Tuesday, July 22, 2008

Autistic Children Have Rights, Too

[From 7/15/08, about recurrent stories in the media regarding the mistreatment of autistic children.]

To the editor:

The other day, a small news item reported that a four-year-old girl with autism had been thrown out of a Jackson, South Carolina, restaurant—by the police chief—for being too loud. Not for throwing a fit. Just for being a little loud.

The same thing happened a few days earlier in Edmonton, Alberta.

Then there was the story about the child with autism being removed from a commercial airliner.

And let’s not forget the priest in Minnesota who filed a restraining order against an autistic boy, barring him from attending Mass. Or the kindergarten teacher in Florida who allowed her students to vote a 5-year-old autistic classmate out of his class.

If you don’t have a child with autism, or one who’s recovering from it (like I do), you probably didn’t notice these stories. Or maybe you thought, “Good. Served those bratty kids and their parents right.”

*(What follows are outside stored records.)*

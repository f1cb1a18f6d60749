//! Portfolio snapshot model
//!
//! One [`Snapshot`] is produced per export: a valuation date, the
//! positions held on that date and the account totals. Column names
//! are the ones the brokerage writes in its export and the ones kept
//! in the ledger spreadsheet.

use chrono::NaiveDate;
use rust_decimal::Decimal;
use serde::Serialize;

pub const COL_DATE: &str = "Date";
pub const COL_LABEL: &str = "Valeur";
pub const COL_ISIN: &str = "Code Isin";
pub const COL_VENUE: &str = "Place de cotation";
pub const COL_QUANTITY: &str = "Quantité";
pub const COL_PRICE: &str = "Cours";
pub const COL_AVERAGE_PRICE: &str = "Prix moyen";
pub const COL_VALUATION: &str = "Valorisation";
pub const COL_GAIN_LOSS: &str = "+/- value";
pub const COL_PERFORMANCE: &str = "Performance (%)";
pub const COL_WEIGHT: &str = "Poids";

/// Text columns of the positions table, in export order
pub const TEXT_COLUMNS: [&str; 3] = [COL_LABEL, COL_ISIN, COL_VENUE];

/// Numeric columns of the positions table, in export order
pub const NUMERIC_COLUMNS: [&str; 7] = [
    COL_QUANTITY,
    COL_PRICE,
    COL_AVERAGE_PRICE,
    COL_VALUATION,
    COL_GAIN_LOSS,
    COL_PERFORMANCE,
    COL_WEIGHT,
];

/// The three account-level amounts broadcast onto every row of a date
#[derive(Debug, Clone, Copy, PartialEq, Eq)]
pub enum TotalKind {
    AccountValue,
    PositionsTotal,
    CashBalance,
}

impl TotalKind {
    /// Column order used when the ledger gains totals columns
    pub const ALL: [TotalKind; 3] = [
        TotalKind::AccountValue,
        TotalKind::PositionsTotal,
        TotalKind::CashBalance,
    ];

    /// Label as written in the export and as ledger column name
    pub fn label(&self) -> &'static str {
        match self {
            TotalKind::AccountValue => "Valeur totale",
            TotalKind::PositionsTotal => "Total positions sous dossier",
            TotalKind::CashBalance => "Solde espèces",
        }
    }

    pub fn from_label(label: &str) -> Option<Self> {
        Self::ALL.into_iter().find(|kind| kind.label() == label.trim())
    }

    pub fn is_total_column(column: &str) -> bool {
        Self::from_label(column).is_some()
    }
}

/// Account totals for one valuation date. Each one may be absent when
/// the export did not carry it or it could not be read.
#[derive(Debug, Clone, Copy, Default, PartialEq, Serialize)]
pub struct Totals {
    pub positions_total: Option<Decimal>,
    pub cash_balance: Option<Decimal>,
    pub account_value: Option<Decimal>,
}

impl Totals {
    pub fn get(&self, kind: TotalKind) -> Option<Decimal> {
        match kind {
            TotalKind::AccountValue => self.account_value,
            TotalKind::PositionsTotal => self.positions_total,
            TotalKind::CashBalance => self.cash_balance,
        }
    }

    pub fn set(&mut self, kind: TotalKind, value: Option<Decimal>) {
        match kind {
            TotalKind::AccountValue => self.account_value = value,
            TotalKind::PositionsTotal => self.positions_total = value,
            TotalKind::CashBalance => self.cash_balance = value,
        }
    }

    /// Fill totals missing here with the ones from `fallback`
    pub fn or(self, fallback: Totals) -> Totals {
        Totals {
            positions_total: self.positions_total.or(fallback.positions_total),
            cash_balance: self.cash_balance.or(fallback.cash_balance),
            account_value: self.account_value.or(fallback.account_value),
        }
    }

    pub fn is_empty(&self) -> bool {
        TotalKind::ALL.iter().all(|kind| self.get(*kind).is_none())
    }
}

/// One line of the positions table.
///
/// Numeric fields are `None` when the export cell was empty or could not
/// be read; consumers must treat that as a gap, not as zero.
#[derive(Debug, Clone, PartialEq, Serialize)]
pub struct Position {
    pub date: NaiveDate,
    pub label: String,
    pub isin: String,
    pub venue: String,
    pub quantity: Option<Decimal>,
    pub price: Option<Decimal>,
    pub average_price: Option<Decimal>,
    pub valuation: Option<Decimal>,
    pub gain_loss: Option<Decimal>,
    pub performance_pct: Option<Decimal>,
    pub weight_pct: Option<Decimal>,
    /// Account totals of the snapshot, repeated on every position
    pub totals: Totals,
    /// Columns the export carried that are not part of the known layout
    pub extra: Vec<(String, String)>,
}

impl Position {
    pub fn text(&self, column: &str) -> Option<&str> {
        match column {
            COL_LABEL => Some(&self.label),
            COL_ISIN => Some(&self.isin),
            COL_VENUE => Some(&self.venue),
            _ => None,
        }
    }

    pub fn numeric(&self, column: &str) -> Option<Decimal> {
        match column {
            COL_QUANTITY => self.quantity,
            COL_PRICE => self.price,
            COL_AVERAGE_PRICE => self.average_price,
            COL_VALUATION => self.valuation,
            COL_GAIN_LOSS => self.gain_loss,
            COL_PERFORMANCE => self.performance_pct,
            COL_WEIGHT => self.weight_pct,
            _ => None,
        }
    }
}

/// Full parsed output of one export
#[derive(Debug, Clone, PartialEq, Serialize)]
pub struct Snapshot {
    pub date: NaiveDate,
    pub positions: Vec<Position>,
    pub totals: Totals,
}

impl Snapshot {
    /// Sum of the valuation column, ignoring gaps
    pub fn positions_valuation(&self) -> Decimal {
        self.positions.iter().filter_map(|p| p.valuation).sum()
    }
}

Well, raising a child with autism is tough. About 80% of families with autistic kids split up. It’s also isolating. You lose touch with many old friends. Insurance companies don’t cover most of your child’s therapies, and most doctors don’t seem to know the first thing about how to help you.

In addition to all that, when the basic institutions of society—schools, businesses, even churches—tell you that your kid isn’t wanted around, it’s like being punk-slapped over and over and over again.

Apparently, our kids are a huge problem for people who possess such delicate sensibilities that hearing a disabled child cry ruins their day.

Maybe you think it couldn’t happen to you or yours, but with revised figures of as many as 1 in 67 first-grade children currently diagnosed with autism (based on Department of Education statistics) and 1 in 6 diagnosed with some kind of developmental, learning, or behavioral disability (CDC statistics)—you’d better not be so sure.

Does our presence make you uncomfortable? Too bad. Unfortunately—tragically—there are about a million families just like mine, and more every day. We’re not going away, and we have rights too. And we have long memories. We won’t forget who treated our children well, or who hurt them or turned them away.